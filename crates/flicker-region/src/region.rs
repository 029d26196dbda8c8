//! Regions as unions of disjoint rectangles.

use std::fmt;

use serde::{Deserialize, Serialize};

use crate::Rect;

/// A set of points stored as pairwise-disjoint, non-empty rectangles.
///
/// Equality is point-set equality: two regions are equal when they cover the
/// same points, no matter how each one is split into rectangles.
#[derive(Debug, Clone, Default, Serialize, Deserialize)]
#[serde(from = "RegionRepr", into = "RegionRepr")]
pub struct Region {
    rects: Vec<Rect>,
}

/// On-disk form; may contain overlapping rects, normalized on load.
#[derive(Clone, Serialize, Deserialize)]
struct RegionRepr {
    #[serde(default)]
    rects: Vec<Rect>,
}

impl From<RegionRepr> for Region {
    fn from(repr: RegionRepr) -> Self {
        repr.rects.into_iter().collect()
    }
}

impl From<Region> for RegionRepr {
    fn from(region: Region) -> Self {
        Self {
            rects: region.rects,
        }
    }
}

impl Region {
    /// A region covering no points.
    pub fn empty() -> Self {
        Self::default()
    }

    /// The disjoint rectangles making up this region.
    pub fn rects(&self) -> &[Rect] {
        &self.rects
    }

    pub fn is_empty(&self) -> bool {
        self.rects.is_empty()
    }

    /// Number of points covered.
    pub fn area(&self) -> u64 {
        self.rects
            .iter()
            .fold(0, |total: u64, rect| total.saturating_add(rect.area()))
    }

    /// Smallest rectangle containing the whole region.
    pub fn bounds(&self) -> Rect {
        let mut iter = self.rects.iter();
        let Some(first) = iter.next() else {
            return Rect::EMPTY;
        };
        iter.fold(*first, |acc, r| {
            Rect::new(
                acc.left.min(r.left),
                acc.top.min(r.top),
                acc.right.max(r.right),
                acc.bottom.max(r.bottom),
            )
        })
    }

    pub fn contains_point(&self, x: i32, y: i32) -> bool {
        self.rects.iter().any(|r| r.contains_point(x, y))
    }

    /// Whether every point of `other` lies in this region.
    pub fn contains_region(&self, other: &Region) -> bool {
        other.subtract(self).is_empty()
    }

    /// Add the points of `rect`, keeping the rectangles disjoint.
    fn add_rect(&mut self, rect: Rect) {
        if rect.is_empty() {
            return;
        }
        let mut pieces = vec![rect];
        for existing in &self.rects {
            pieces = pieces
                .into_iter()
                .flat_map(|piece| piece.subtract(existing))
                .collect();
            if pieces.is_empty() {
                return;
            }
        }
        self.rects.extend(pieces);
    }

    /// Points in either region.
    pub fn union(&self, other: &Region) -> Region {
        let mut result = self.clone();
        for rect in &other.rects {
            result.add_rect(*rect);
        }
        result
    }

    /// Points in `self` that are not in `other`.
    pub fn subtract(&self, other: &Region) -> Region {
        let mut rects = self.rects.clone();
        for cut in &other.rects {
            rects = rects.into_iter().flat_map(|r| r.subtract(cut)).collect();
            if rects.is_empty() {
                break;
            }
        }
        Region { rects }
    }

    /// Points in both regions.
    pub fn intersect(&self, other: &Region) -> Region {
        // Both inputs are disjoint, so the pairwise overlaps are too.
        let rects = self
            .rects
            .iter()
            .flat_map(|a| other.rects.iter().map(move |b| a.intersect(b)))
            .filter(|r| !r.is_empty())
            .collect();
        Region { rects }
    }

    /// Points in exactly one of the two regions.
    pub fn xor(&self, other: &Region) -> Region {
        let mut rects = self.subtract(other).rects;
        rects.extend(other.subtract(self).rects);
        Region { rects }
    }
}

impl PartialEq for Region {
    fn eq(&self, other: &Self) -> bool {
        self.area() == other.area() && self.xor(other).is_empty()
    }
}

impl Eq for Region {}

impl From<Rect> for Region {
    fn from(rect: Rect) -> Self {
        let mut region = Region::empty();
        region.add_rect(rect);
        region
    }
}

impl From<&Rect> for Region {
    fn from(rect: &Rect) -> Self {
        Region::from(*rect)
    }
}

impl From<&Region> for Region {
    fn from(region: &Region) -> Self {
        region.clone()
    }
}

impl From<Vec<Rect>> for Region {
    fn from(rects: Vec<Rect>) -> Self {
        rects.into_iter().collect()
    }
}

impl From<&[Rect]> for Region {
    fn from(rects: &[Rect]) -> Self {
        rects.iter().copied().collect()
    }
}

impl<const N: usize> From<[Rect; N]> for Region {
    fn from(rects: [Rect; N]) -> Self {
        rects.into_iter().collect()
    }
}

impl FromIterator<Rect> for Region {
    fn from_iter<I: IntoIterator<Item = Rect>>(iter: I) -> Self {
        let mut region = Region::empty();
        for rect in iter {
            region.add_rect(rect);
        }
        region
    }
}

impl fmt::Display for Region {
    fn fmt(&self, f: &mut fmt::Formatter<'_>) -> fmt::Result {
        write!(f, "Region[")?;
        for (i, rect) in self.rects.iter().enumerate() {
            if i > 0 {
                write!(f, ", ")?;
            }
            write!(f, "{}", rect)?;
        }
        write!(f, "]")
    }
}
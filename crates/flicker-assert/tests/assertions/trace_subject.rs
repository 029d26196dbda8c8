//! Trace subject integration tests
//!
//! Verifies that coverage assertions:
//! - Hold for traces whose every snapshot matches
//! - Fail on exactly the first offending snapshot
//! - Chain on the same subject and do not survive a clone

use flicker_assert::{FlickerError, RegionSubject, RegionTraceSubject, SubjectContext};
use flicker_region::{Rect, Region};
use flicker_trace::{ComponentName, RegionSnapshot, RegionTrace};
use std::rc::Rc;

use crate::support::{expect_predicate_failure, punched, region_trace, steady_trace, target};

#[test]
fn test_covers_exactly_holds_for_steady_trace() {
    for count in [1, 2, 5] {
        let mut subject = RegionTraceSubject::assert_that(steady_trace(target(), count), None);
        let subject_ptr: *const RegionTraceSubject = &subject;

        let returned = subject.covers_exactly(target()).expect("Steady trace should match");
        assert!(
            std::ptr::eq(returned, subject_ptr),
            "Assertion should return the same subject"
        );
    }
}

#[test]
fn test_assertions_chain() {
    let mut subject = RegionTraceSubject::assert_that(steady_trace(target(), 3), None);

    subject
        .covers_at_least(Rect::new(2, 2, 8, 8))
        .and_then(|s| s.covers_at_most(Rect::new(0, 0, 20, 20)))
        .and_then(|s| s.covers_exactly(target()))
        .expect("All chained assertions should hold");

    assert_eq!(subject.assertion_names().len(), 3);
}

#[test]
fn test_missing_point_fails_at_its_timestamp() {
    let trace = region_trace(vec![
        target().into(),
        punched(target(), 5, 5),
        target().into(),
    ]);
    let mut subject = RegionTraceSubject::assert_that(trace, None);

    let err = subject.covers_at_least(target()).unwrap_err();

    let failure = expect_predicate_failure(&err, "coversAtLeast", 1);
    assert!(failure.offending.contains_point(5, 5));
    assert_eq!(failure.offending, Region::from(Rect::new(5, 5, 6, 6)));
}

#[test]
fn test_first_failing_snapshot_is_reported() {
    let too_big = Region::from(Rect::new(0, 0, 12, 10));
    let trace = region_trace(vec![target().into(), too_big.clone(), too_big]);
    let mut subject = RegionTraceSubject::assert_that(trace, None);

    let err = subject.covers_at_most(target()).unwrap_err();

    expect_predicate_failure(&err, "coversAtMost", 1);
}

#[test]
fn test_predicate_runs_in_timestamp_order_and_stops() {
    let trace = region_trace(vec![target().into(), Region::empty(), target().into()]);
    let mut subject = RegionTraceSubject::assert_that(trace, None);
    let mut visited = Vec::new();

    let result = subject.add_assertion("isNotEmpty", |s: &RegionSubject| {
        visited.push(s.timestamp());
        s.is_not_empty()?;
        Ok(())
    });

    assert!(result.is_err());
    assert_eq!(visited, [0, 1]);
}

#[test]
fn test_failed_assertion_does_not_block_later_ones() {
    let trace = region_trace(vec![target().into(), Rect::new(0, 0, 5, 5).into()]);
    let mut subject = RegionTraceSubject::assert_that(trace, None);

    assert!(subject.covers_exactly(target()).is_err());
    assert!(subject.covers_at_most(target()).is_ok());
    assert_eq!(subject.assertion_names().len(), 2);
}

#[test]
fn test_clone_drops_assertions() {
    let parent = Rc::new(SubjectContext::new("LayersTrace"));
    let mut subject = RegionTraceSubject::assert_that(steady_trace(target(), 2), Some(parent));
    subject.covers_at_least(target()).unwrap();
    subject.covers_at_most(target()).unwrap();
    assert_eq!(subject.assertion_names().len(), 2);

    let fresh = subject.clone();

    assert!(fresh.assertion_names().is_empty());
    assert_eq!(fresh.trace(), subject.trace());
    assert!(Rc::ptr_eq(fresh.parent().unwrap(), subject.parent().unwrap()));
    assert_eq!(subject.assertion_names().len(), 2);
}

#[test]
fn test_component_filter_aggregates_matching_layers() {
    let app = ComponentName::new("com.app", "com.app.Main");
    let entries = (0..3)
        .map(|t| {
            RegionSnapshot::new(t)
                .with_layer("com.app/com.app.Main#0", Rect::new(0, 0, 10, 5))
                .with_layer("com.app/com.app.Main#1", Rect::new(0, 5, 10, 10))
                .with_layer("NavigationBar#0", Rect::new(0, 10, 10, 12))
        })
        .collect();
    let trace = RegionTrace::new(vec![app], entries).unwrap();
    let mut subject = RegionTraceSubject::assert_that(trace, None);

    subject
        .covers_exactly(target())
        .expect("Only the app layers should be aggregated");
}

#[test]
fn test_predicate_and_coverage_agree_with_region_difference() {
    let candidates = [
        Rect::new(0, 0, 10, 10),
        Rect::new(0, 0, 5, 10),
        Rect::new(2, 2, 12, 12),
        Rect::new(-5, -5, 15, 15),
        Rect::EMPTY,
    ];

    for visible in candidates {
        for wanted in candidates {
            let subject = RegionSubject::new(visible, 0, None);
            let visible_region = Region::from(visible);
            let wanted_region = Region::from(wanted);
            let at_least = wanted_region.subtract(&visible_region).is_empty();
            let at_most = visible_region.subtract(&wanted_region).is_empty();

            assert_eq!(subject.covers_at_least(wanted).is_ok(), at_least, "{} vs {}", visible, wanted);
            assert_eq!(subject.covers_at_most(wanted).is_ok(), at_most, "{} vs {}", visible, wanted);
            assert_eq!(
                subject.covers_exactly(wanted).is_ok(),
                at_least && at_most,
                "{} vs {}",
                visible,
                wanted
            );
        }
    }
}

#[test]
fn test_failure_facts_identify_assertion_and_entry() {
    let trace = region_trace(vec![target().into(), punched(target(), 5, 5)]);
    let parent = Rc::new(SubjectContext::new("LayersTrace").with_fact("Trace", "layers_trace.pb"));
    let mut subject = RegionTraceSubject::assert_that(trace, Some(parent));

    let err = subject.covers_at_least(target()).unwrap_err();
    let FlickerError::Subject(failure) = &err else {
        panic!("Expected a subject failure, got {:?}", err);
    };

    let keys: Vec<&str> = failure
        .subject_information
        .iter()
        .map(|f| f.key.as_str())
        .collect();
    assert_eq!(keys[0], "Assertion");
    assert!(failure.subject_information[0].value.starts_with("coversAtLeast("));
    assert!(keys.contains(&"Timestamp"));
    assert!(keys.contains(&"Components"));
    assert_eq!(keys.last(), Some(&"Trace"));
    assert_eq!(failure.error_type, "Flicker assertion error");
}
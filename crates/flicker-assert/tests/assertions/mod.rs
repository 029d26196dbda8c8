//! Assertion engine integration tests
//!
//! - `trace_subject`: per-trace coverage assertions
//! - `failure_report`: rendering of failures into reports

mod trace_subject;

What is expected
From the first line of the data above through the line containing "pub fn is_empty(&self)", repeat each line exactly, and add nothing.

Task solution
filename crates/flicker-region/src/region.rs
repository 029d26196dbda8c8
//! Regions as unions of disjoint rectangles.

use std::fmt;

use serde::{Deserialize, Serialize};

use crate::Rect;

/// A set of points stored as pairwise-disjoint, non-empty rectangles.
///
/// Equality is point-set equality: two regions are equal when they cover the
/// same points, no matter how each one is split into rectangles.
#[derive(Debug, Clone, Default, Serialize, Deserialize)]
#[serde(from = "RegionRepr", into = "RegionRepr")]
pub struct Region {
    rects: Vec<Rect>,
}

/// On-disk form; may contain overlapping rects, normalized on load.
#[derive(Clone, Serialize, Deserialize)]
struct RegionRepr {
    #[serde(default)]
    rects: Vec<Rect>,
}

impl From<RegionRepr> for Region {
    fn from(repr: RegionRepr) -> Self {
        repr.rects.into_iter().collect()
    }
}

impl From<Region> for RegionRepr {
    fn from(region: Region) -> Self {
        Self {
            rects: region.rects,
        }
    }
}

impl Region {
    /// A region covering no points.
    pub fn empty() -> Self {
        Self::default()
    }

    /// The disjoint rectangles making up this region.
    pub fn rects(&self) -> &[Rect] {
        &self.rects
    }

    pub fn is_empty(&self) -> bool {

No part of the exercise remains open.